#### Supplied records:
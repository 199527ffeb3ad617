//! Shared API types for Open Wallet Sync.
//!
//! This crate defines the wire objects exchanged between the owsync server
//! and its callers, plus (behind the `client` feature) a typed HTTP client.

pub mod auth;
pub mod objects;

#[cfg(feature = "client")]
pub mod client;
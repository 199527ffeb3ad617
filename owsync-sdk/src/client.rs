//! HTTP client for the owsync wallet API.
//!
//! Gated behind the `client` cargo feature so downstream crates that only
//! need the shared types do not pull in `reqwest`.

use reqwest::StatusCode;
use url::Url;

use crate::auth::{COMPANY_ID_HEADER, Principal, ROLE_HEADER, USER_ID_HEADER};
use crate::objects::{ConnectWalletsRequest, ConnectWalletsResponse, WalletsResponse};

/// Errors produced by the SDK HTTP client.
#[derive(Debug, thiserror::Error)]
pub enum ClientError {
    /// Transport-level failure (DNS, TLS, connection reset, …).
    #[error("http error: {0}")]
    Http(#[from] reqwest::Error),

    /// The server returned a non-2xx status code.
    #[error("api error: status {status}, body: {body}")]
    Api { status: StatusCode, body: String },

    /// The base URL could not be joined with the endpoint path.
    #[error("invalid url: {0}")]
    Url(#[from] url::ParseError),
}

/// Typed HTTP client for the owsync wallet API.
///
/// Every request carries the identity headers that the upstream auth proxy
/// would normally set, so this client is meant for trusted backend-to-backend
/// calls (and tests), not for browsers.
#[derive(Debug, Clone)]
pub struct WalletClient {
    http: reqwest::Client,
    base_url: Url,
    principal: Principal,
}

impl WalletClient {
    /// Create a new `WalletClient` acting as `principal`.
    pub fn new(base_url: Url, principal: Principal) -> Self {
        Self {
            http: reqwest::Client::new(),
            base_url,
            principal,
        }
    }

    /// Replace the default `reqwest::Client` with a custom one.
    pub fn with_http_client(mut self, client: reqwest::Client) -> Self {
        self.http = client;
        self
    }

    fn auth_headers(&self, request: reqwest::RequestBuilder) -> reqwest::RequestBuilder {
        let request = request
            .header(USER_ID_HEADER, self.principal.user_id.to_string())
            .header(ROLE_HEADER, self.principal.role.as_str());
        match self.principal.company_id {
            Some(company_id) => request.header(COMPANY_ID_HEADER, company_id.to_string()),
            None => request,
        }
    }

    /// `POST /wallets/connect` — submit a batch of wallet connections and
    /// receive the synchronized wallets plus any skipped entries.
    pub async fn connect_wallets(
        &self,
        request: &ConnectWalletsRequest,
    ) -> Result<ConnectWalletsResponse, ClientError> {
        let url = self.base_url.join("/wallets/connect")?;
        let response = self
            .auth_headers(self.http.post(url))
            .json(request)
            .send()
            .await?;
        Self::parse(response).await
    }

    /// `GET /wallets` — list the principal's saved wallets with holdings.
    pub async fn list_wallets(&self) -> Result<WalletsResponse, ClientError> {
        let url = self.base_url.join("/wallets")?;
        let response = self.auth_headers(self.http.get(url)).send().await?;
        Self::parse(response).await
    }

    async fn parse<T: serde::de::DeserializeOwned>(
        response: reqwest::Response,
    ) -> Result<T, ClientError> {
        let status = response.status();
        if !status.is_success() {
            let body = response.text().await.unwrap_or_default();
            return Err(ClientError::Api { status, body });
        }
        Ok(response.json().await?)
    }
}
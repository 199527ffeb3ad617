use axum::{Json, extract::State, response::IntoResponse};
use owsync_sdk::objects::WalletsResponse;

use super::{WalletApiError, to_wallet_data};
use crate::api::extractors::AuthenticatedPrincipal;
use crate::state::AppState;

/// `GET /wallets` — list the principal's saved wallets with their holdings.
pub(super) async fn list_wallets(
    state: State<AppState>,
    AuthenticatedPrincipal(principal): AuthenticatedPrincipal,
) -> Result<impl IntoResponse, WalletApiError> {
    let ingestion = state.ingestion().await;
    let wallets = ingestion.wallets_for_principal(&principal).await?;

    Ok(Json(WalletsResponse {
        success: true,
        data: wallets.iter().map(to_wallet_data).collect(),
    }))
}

#### What this task involves:
Look through the material for "objects". Copy each line that has it.

#### Solution:
//! This crate defines the wire objects exchanged between the owsync server
pub mod objects;
use crate::objects::{ConnectWalletsRequest, ConnectWalletsResponse, WalletsResponse};
use owsync_sdk::objects::WalletsResponse;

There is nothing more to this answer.